When an alloantibody cannot be identified, samples are sent to immunohaematology reference laboratories that have the necessary rare cells to study the alloantibody. These tests include:

Enzyme techniques: Treatment of RBCs with proteolytic enzymes increases the reactivity of complement binding alloantibodies such as anti-Jka. These techniques are used when a weakly reactive antibody may be an Rh or Fey antibody.

Temperature reduction, altering pH and increasing the incubation temperature: This technique can be used to for antibodies such as anti-M, anti-P that react better in cold temperature. Altering the condition will allow better reactivity. These tests include low-ionic-strength saline solution (LISS) or PEG ant globulin test. LISS reagent accelerate first stage of antigen-antibody reaction as it decreases the ionic strength

ZZAP contains cysteine-activated proteolytic papa in and dithiothreitol (DTT). It is enhances the dissociation of red cell bound IgG by causing loss of integrity of IgG molecules. Hence, antibodies that are underlying can be detected.

Thiol containing Reagent Test: Dithiothreitol (DTT) and 2-mercaptoethanol (2-ME) cleaves inter-subunit disulphide bridges between IgM antibodies but not IgG molecules. Hence, IgG molecules can be detected, as IgM will be destroyed.

Prewarm antibody screen: The serum is added to prewarmed RBCs before the antihaemaglutinin test is performed. This allows the detection of cold auto-agglutinin or underlying alloantibodies.

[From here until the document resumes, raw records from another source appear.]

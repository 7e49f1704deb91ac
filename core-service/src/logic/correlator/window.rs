//! Sliding evidence windows
//!
//! Per (subject, kind): an exponentially-decayed count plus the distinct
//! ports, targets and sources seen recently. Decay makes a burst of sixty
//! failures in a minute score far higher than sixty spread over a day
//! without keeping every timestamp around.

use std::collections::HashSet;

use chrono::{DateTime, Utc};
use uuid::Uuid;

use crate::constants;
use crate::logic::events::SecurityEvent;

const EVIDENCE_CAP: usize = 100;

#[derive(Debug, Clone)]
pub struct DecayWindow {
    weight: f64,
    last_seen: DateTime<Utc>,
    pub evidence: Vec<Uuid>,
    pub sources: HashSet<String>,
    pub ports: HashSet<u16>,
}

impl DecayWindow {
    pub fn new(now: DateTime<Utc>) -> Self {
        Self {
            weight: 0.0,
            last_seen: now,
            evidence: Vec::new(),
            sources: HashSet::new(),
            ports: HashSet::new(),
        }
    }

    /// Fold one event in, decaying the accumulated weight first.
    pub fn observe(&mut self, event: &SecurityEvent, now: DateTime<Utc>) {
        self.decay_to(now);
        self.weight += 1.0;
        self.last_seen = now;
        if self.evidence.len() < EVIDENCE_CAP {
            self.evidence.push(event.id);
        }
        self.sources.insert(event.source_name.clone());
        if let Some(port) = event
            .target
            .as_deref()
            .and_then(|t| t.strip_prefix("dport:"))
            .and_then(|p| p.parse::<u16>().ok())
        {
            self.ports.insert(port);
        }
    }

    fn decay_to(&mut self, now: DateTime<Utc>) {
        let dt = (now - self.last_seen).num_milliseconds().max(0) as f64 / 1000.0;
        let half_life = constants::DECAY_HALF_LIFE.as_secs_f64();
        self.weight *= 0.5_f64.powf(dt / half_life);
    }

    pub fn decayed_weight(&self, now: DateTime<Utc>) -> f64 {
        let mut copy = self.clone();
        copy.decay_to(now);
        copy.weight
    }

    pub fn is_stale(&self, now: DateTime<Utc>) -> bool {
        self.decayed_weight(now) < 0.05
    }
}

#[cfg(test)]
mod tests {
    use super::*;
    use crate::logic::events::{EventKind, EventSeverity};

    fn event() -> SecurityEvent {
        SecurityEvent::new("sshd", EventKind::AuthFail, EventSeverity::Medium, "x")
    }

    #[test]
    fn burst_accumulates_nearly_linearly() {
        let now = Utc::now();
        let mut window = DecayWindow::new(now);
        for _ in 0..60 {
            window.observe(&event(), now);
        }
        assert!(window.decayed_weight(now) > 59.0);
    }

    #[test]
    fn old_evidence_decays_away() {
        let start = Utc::now();
        let mut window = DecayWindow::new(start);
        window.observe(&event(), start);
        let much_later = start + chrono::Duration::minutes(30);
        assert!(window.decayed_weight(much_later) < 0.01);
        assert!(window.is_stale(much_later));
    }

    #[test]
    fn distinct_ports_tracked_from_targets() {
        let now = Utc::now();
        let mut window = DecayWindow::new(now);
        for port in [22, 23, 80, 22] {
            let e = event().with_target(format!("dport:{}", port));
            window.observe(&e, now);
        }
        assert_eq!(window.ports.len(), 3);
    }
}
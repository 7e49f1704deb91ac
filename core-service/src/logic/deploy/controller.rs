//! Deployment state machine
//!
//! ```text
//! approved ──apply──▶ applying ──ok──▶ probation ──heartbeat-ok──▶ committed
//!                          │                 │
//!                          │                 └──heartbeat-miss──▶ rolled-back
//!                          └──error──▶ failed
//! ```
//!
//! The per-backend lock is held from apply until the deployment leaves
//! probation, so exactly one deployment is in `applying|probation` at a time
//! and further approvals queue FIFO behind it. The snapshot is persisted with
//! the deployment record before `apply_atomic` runs; rollback is one atomic
//! restore, never flush-then-load.

use std::collections::HashMap;
use std::sync::Arc;

use chrono::{Duration as ChronoDuration, Utc};
use tokio::sync::{watch, Mutex, OwnedMutexGuard};
use uuid::Uuid;

use crate::constants;
use crate::logic::backend::{BackendAdapter, BackupRef, DeltaOp};
use crate::logic::deploy::heartbeat::HeartbeatProbe;
use crate::logic::deploy::{DeployTuning, SafetySwitch};
use crate::logic::error::{AdapterError, CoreError, CoreResult};
use crate::logic::events::bus::CausalWindow;
use crate::logic::events::{EventBus, LifecycleNotice};
use crate::logic::never_block::NeverBlockList;
use crate::logic::policy::{AddrSpec, PolicyRule};
use crate::logic::store::{AuditKind, Deployment, DeploymentState, ProposalState, Store};

#[derive(Debug, Clone, Copy, PartialEq, Eq)]
enum MonitorCmd {
    Run,
    Wake,
}

pub struct DeployController {
    store: Arc<Store>,
    bus: Arc<EventBus>,
    never_block: Arc<NeverBlockList>,
    adapter: parking_lot::RwLock<Arc<dyn BackendAdapter>>,
    probe: Arc<HeartbeatProbe>,
    safety: Arc<SafetySwitch>,
    tuning: DeployTuning,
    /// Per-backend exclusive lock; one active backend per host, one lock.
    backend_lock: Arc<Mutex<()>>,
    /// Serializes state transitions so a probe miss and an explicit commit
    /// cannot both win.
    transitions: Mutex<()>,
    monitors: parking_lot::Mutex<HashMap<Uuid, watch::Sender<MonitorCmd>>>,
}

Lewis, P¹ and Sid substance: Lewis substance ^Lea and Le^b are present in saliva of people with Lewis phenotype. If present, it will neutralize the Lewis antibody. Soluble P substance is present in hydatid cyst fluid and can mask presence of alloantibody. This substance is removed by agglutination with specific antibody, allowing the detecting of alloantibody. Sd_a is present in present in many body fluids as soluble form. It is removed using specific antibody, which allows detection of underlying alloantibody.